I don’t blame the judges who made this present ruling; like most people today they are confused over the definition of probability and have got hung up over alleged differences in application of the concept to the past and the future. But if Bayes’ theorem is to be thrown out of court then it is time to use a rhetorical trick I have been advocating for some years. What you actually need in any problem involving uncertainty is a number representing how strongly one thing would imply another. More formally, the number i(A|B) is a measure of how strongly one binary proposition ‘B’ would, if true, imply the truth of a second binary proposition ‘A’, according t relations known between the referents of the two propositions. From the (Boolean) algebra of propositions it can be shown that the corresponding algebra of these numbers related to propositions is just the sum and product rules. On this basis I like to call the number “probability” but if anybody objects – traditionally frequentist statisticians, but today perhaps judges – then let’s call it something else (implicability?) and then we can use it and solve the problem anyway. As for Bayes’ theorem, don’t use the name if judges dislike it; just use the sum and product rules, from which it trivially follows.

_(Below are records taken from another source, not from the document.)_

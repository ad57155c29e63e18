//! Letters and words: the only input shapes the flag system accepts.
//!
//! Free-form text is normalized at the boundary: every non-letter is dropped,
//! the rest is uppercased, and the result is capped at the caller's maximum.
//! An empty result is rejected here so nothing downstream ever sees an empty word.

use std::fmt;

use serde::{Deserialize, Serialize};
use thiserror::Error;

/// Inclusive bounds on the caller-supplied maximum word length.
pub const MIN_MAX_LENGTH: usize = 2;
pub const MAX_MAX_LENGTH: usize = 10;

pub const ALPHABET: [Letter; 26] = {
    let mut letters = [Letter(b'A'); 26];
    let mut i = 0;
    while i < 26 {
        letters[i] = Letter(b'A' + i as u8);
        i += 1;
    }
    letters
};

#[derive(Debug, Error, PartialEq, Eq)]
pub enum WordError {
    #[error("word contains no letters")]
    Empty,

    #[error("max length {0} is outside 2..=10")]
    MaxLengthOutOfRange(usize),
}

/// One of the 26 uppercase ASCII letters.
#[derive(Debug, Clone, Copy, PartialEq, Eq, Hash, PartialOrd, Ord)]
pub struct Letter(u8);

impl Letter {
    /// Case-insensitive conversion. Anything outside A–Z / a–z is `None`.
    pub fn from_char(c: char) -> Option<Self> {
        if c.is_ascii_alphabetic() {
            Some(Letter(c.to_ascii_uppercase() as u8))
        } else {
            None
        }
    }

    pub fn as_char(self) -> char {
        self.0 as char
    }

    /// Zero-based position in the alphabet (A = 0).
    pub fn index(self) -> usize {
        (self.0 - b'A') as usize
    }
}

impl fmt::Display for Letter {
    fn fmt(&self, f: &mut fmt::Formatter<'_>) -> fmt::Result {
        write!(f, "{}", self.as_char())
    }
}

impl Serialize for Letter {
    fn serialize<S: serde::Serializer>(&self, serializer: S) -> Result<S::Ok, S::Error> {
        serializer.serialize_char(self.as_char())
    }
}

impl<'de> Deserialize<'de> for Letter {
    fn deserialize<D: serde::Deserializer<'de>>(deserializer: D) -> Result<Self, D::Error> {
        let c = char::deserialize(deserializer)?;
        Letter::from_char(c).ok_or_else(|| serde::de::Error::custom(format!("not a letter: {c:?}")))
    }
}

/// A non-empty ordered sequence of letters.
#[derive(Debug, Clone, PartialEq, Eq, Hash)]
pub struct Word(Vec<Letter>);

impl Word {
    /// Normalizes free-form input: letters only, uppercased, capped at `max_length`.
    pub fn parse(input: &str, max_length: usize) -> Result<Self, WordError> {
        let letters: Vec<Letter> = input
            .chars()
            .filter_map(Letter::from_char)
            .take(max_length)
            .collect();
        Self::from_letters(letters)
    }

    pub fn from_letters(letters: Vec<Letter>) -> Result<Self, WordError> {
        if letters.is_empty() {
            return Err(WordError::Empty);
        }
        Ok(Word(letters))
    }

    pub fn letters(&self) -> &[Letter] {
        &self.0
    }

    pub fn len(&self) -> usize {
        self.0.len()
    }

    pub fn to_lowercase(&self) -> String {
        self.to_string().to_ascii_lowercase()
    }

    /// Progressive reveal: `C`, `CA`, `CAT`.
    pub fn prefixes(&self) -> Vec<String> {
        (1..=self.0.len())
            .map(|n| self.0[..n].iter().map(|l| l.as_char()).collect())
            .collect()
    }
}

impl fmt::Display for Word {
    fn fmt(&self, f: &mut fmt::Formatter<'_>) -> fmt::Result {
        for letter in &self.0 {
            write!(f, "{letter}")?;
        }
        Ok(())
    }
}

impl Serialize for Word {
    fn serialize<S: serde::Serializer>(&self, serializer: S) -> Result<S::Ok, S::Error> {
        serializer.collect_str(self)
    }
}

/// Checks a caller-supplied maximum length against the accepted range.
pub fn validate_max_length(max_length: usize) -> Result<usize, WordError> {
    if (MIN_MAX_LENGTH..=MAX_MAX_LENGTH).contains(&max_length) {
        Ok(max_length)
    } else {
        Err(WordError::MaxLengthOutOfRange(max_length))
    }
}

#[cfg(test)]
mod tests {
    use super::*;

    #[test]
    fn test_letter_is_case_insensitive() {
        assert_eq!(Letter::from_char('q'), Letter::from_char('Q'));
        assert_eq!(Letter::from_char('q').unwrap().as_char(), 'Q');
    }

    #[test]
    fn test_non_letters_are_rejected() {
        assert!(Letter::from_char('1').is_none());
        assert!(Letter::from_char(' ').is_none());
        assert!(Letter::from_char('é').is_none());
    }

    #[test]
    fn test_alphabet_is_ordered() {
        assert_eq!(ALPHABET[0].as_char(), 'A');
        assert_eq!(ALPHABET[25].as_char(), 'Z');
        assert!(ALPHABET.iter().enumerate().all(|(i, l)| l.index() == i));
    }

    #[test]
    fn test_parse_filters_uppercases_and_caps() {
        let word = Word::parse("c a-t 42 dog", 5).unwrap();
        assert_eq!(word.to_string(), "CATDO");
        assert_eq!(word.len(), 5);
    }

    #[test]
    fn test_parse_empty_input_is_rejected() {
        assert_eq!(Word::parse("", 6), Err(WordError::Empty));
        assert_eq!(Word::parse("123 !!", 6), Err(WordError::Empty));
    }

    #[test]
    fn test_prefixes_reveal_one_letter_at_a_time() {
        let word = Word::parse("cat", 6).unwrap();
        assert_eq!(word.prefixes(), vec!["C", "CA", "CAT"]);
    }

    #[test]
    fn test_lowercase_for_filenames() {
        assert_eq!(Word::parse("FlAg", 6).unwrap().to_lowercase(), "flag");
    }

    #[test]
    fn test_max_length_range() {
        assert!(validate_max_length(2).is_ok());
        assert!(validate_max_length(10).is_ok());
        assert_eq!(validate_max_length(1), Err(WordError::MaxLengthOutOfRange(1)));
        assert_eq!(validate_max_length(11), Err(WordError::MaxLengthOutOfRange(11)));
    }

    #[test]
    fn test_letter_serializes_as_char() {
        let json = serde_json::to_string(&Letter::from_char('x').unwrap()).unwrap();
        assert_eq!(json, "\"X\"");
    }
}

In another recent case (that of Chris Huhne’s ex-wife) a jury was discharged after seeking clarification from the judge on what phrases like “reasonable doubt” meant. The judge refused to answer, and I have some sympathy with both sides of that exchange. This is all about the bolting of decision theory on to probability theory in order to come up with a verdict.

The appearance of Bayes in court in recent years has been driven mainly by DNA evidence. I regard this as a fleeting phase, because DNA testing will soon be so good as to identify people uniquely except in the case of identical twins.

February 28, 2013 at 10:44 pm

If this had been a criminal case I would have understood, beyond reasonable doubt means jut that beyond any doubt that a ‘reasonbale man’ might have. But this is a civil case which is supposed to be decided on the ‘balance of proobabilities’ FFS!!!!

March 8, 2013 at 7:18 pm

Well, the very fact that a person is being called an accused shows that the prior on the possibility of him/her having committed a crime is zero. Several billion people do not stand accused in any given case – it is these people who strictly have a prior probability of zero. The maxim “innocent until proven guilty” should perhaps be taken to mean “innocent if posterior probability doesn’t exceed the prior by a certain factor”. The question then boils down to quantifying this factor. Circumstantial evidence, motivation for crime, etc may be used (are implicitly used?) in estimating the prior.